Quote every entry word for word.

*** Opening of Record excerpts ***

//! ESP32-C6 board wiring
//!
//! Adapters between esp-hal drivers and the controller traits: the two
//! light sensors share ADC1, and the gate servo runs on a 50 Hz LEDC channel.

use core::cell::RefCell;

use esp_hal::analog::adc::{Adc, AdcConfig, AdcPin, Attenuation};
use esp_hal::gpio::interconnect::PeripheralOutput;
use esp_hal::ledc::channel::{self, ChannelIFace};
use esp_hal::ledc::timer::{self, TimerIFace};
use esp_hal::ledc::{LSGlobalClkSource, Ledc, LowSpeed};
use esp_hal::peripherals::{ADC1, GPIO5, GPIO6, LEDC};
use esp_hal::time::Rate;
use esp_hal::Blocking;
use log::warn;
use static_cell::StaticCell;

use crate::gpi::{GpiError, LightSensor};

#[derive(Clone, Copy, Debug, PartialEq, Eq, thiserror::Error)]
pub enum BoardError {
    #[error("servo timer setup failed")]
    ServoTimer,
    #[error("servo channel setup failed")]
    ServoChannel,
}

/// ADC1 with both light sensor inputs attached
pub struct LightAdc {
    adc: Adc<'static, ADC1<'static>, Blocking>,
    left: AdcPin<GPIO5<'static>, ADC1<'static>>,
    right: AdcPin<GPIO6<'static>, ADC1<'static>>,
}

static LIGHT_ADC: StaticCell<RefCell<LightAdc>> = StaticCell::new();
static SERVO_TIMER: StaticCell<timer::Timer<'static, LowSpeed>> = StaticCell::new();

#[derive(Clone, Copy, Debug, PartialEq, Eq)]
enum Side {
    Left,
    Right,
}

/// One light sensor; both share the converter
pub struct LightChannel {
    adc: &'static RefCell<LightAdc>,
    side: Side,
}

/// Sets up ADC1 for the light sensors (full scale, 11 dB)
pub fn light_sensors(adc1: ADC1<'static>, left: GPIO5<'static>, right: GPIO6<'static>) -> [LightChannel; 2] {
    let mut config = AdcConfig::new();
    let left = config.enable_pin(left, Attenuation::_11dB);
    let right = config.enable_pin(right, Attenuation::_11dB);
    let adc = LIGHT_ADC.init(RefCell::new(LightAdc {
        adc: Adc::new(adc1, config),
        left,
        right,
    }));
    [
        LightChannel { adc, side: Side::Left },
        LightChannel { adc, side: Side::Right },
    ]
}

impl LightSensor for LightChannel {
    fn read_raw(&mut self) -> Result<u16, GpiError> {
        let mut shared = self.adc.try_borrow_mut().map_err(|_| GpiError::Light)?;
        let LightAdc { adc, left, right } = &mut *shared;
        Ok(match self.side {
            Side::Left => adc.read_blocking(left),
            Side::Right => adc.read_blocking(right),
        })
    }
}

/// 50 Hz low speed LEDC channel for the gate servo
pub fn servo_pwm(
    ledc: LEDC<'static>,
    pin: impl PeripheralOutput<'static>,
) -> Result<channel::Channel<'static, LowSpeed>, BoardError> {
    let mut ledc = Ledc::new(ledc);
    ledc.set_global_slow_clock(LSGlobalClkSource::APBClk);

    let mut servo_timer = ledc.timer::<LowSpeed>(timer::Number::Timer0);
    servo_timer
        .configure(timer::config::Config {
            duty: timer::config::Duty::Duty14Bit,
            clock_source: timer::LSClockSource::APBClk,
            frequency: Rate::from_hz(50),
        })
        .map_err(|e| {
            warn!("ledc timer: {:?}", e);
            BoardError::ServoTimer
        })?;
    let servo_timer = SERVO_TIMER.init(servo_timer);

    let mut servo = ledc.channel(channel::Number::Channel0, pin);
    servo
        .configure(channel::config::Config {
            timer: servo_timer,
            duty_pct: 0,
            pin_config: channel::config::PinConfig::PushPull,
        })
        .map_err(|e| {
            warn!("ledc channel: {:?}", e);
            BoardError::ServoChannel
        })?;
    Ok(servo)
}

*** Close of Record excerpts ***

§ **Solved exercise**
//! ESP32-C6 board wiring
//!
//! Adapters between esp-hal drivers and the controller traits: the two
//! light sensors share ADC1, and the gate servo runs on a 50 Hz LEDC channel.

use core::cell::RefCell;

use esp_hal::analog::adc::{Adc, AdcConfig, AdcPin, Attenuation};
use esp_hal::gpio::interconnect::PeripheralOutput;
use esp_hal::ledc::channel::{self, ChannelIFace};
use esp_hal::ledc::timer::{self, TimerIFace};
use esp_hal::ledc::{LSGlobalClkSource, Ledc, LowSpeed};
use esp_hal::peripherals::{ADC1, GPIO5, GPIO6, LEDC};
use esp_hal::time::Rate;
use esp_hal::Blocking;
use log::warn;
use static_cell::StaticCell;

use crate::gpi::{GpiError, LightSensor};

#[derive(Clone, Copy, Debug, PartialEq, Eq, thiserror::Error)]
pub enum BoardError {
    #[error("servo timer setup failed")]
    ServoTimer,
    #[error("servo channel setup failed")]
    ServoChannel,
}

/// ADC1 with both light sensor inputs attached
pub struct LightAdc {
    adc: Adc<'static, ADC1<'static>, Blocking>,
    left: AdcPin<GPIO5<'static>, ADC1<'static>>,
    right: AdcPin<GPIO6<'static>, ADC1<'static>>,
}

static LIGHT_ADC: StaticCell<RefCell<LightAdc>> = StaticCell::new();
static SERVO_TIMER: StaticCell<timer::Timer<'static, LowSpeed>> = StaticCell::new();

#[derive(Clone, Copy, Debug, PartialEq, Eq)]
enum Side {
    Left,
    Right,
}

/// One light sensor; both share the converter
pub struct LightChannel {
    adc: &'static RefCell<LightAdc>,
    side: Side,
}

/// Sets up ADC1 for the light sensors (full scale, 11 dB)
pub fn light_sensors(adc1: ADC1<'static>, left: GPIO5<'static>, right: GPIO6<'static>) -> [LightChannel; 2] {
    let mut config = AdcConfig::new();
    let left = config.enable_pin(left, Attenuation::_11dB);
    let right = config.enable_pin(right, Attenuation::_11dB);
    let adc = LIGHT_ADC.init(RefCell::new(LightAdc {
        adc: Adc::new(adc1, config),
        left,
        right,
    }));
    [
        LightChannel { adc, side: Side::Left },
        LightChannel { adc, side: Side::Right },
    ]
}

impl LightSensor for LightChannel {
    fn read_raw(&mut self) -> Result<u16, GpiError> {
        let mut shared = self.adc.try_borrow_mut().map_err(|_| GpiError::Light)?;
        let LightAdc { adc, left, right } = &mut *shared;
        Ok(match self.side {
            Side::Left => adc.read_blocking(left),
            Side::Right => adc.read_blocking(right),
        })
    }
}

/// 50 Hz low speed LEDC channel for the gate servo
pub fn servo_pwm(
    ledc: LEDC<'static>,
    pin: impl PeripheralOutput<'static>,
) -> Result<channel::Channel<'static, LowSpeed>, BoardError> {
    let mut ledc = Ledc::new(ledc);
    ledc.set_global_slow_clock(LSGlobalClkSource::APBClk);

    let mut servo_timer = ledc.timer::<LowSpeed>(timer::Number::Timer0);
    servo_timer
        .configure(timer::config::Config {
            duty: timer::config::Duty::Duty14Bit,
            clock_source: timer::LSClockSource::APBClk,
            frequency: Rate::from_hz(50),
        })
        .map_err(|e| {
            warn!("ledc timer: {:?}", e);
            BoardError::ServoTimer
        })?;
    let servo_timer = SERVO_TIMER.init(servo_timer);

    let mut servo = ledc.channel(channel::Number::Channel0, pin);
    servo
        .configure(channel::config::Config {
            timer: servo_timer,
            duty_pct: 0,
            pin_config: channel::config::PinConfig::PushPull,
        })
        .map_err(|e| {
            warn!("ledc channel: {:?}", e);
            BoardError::ServoChannel
        })?;
    Ok(servo)
}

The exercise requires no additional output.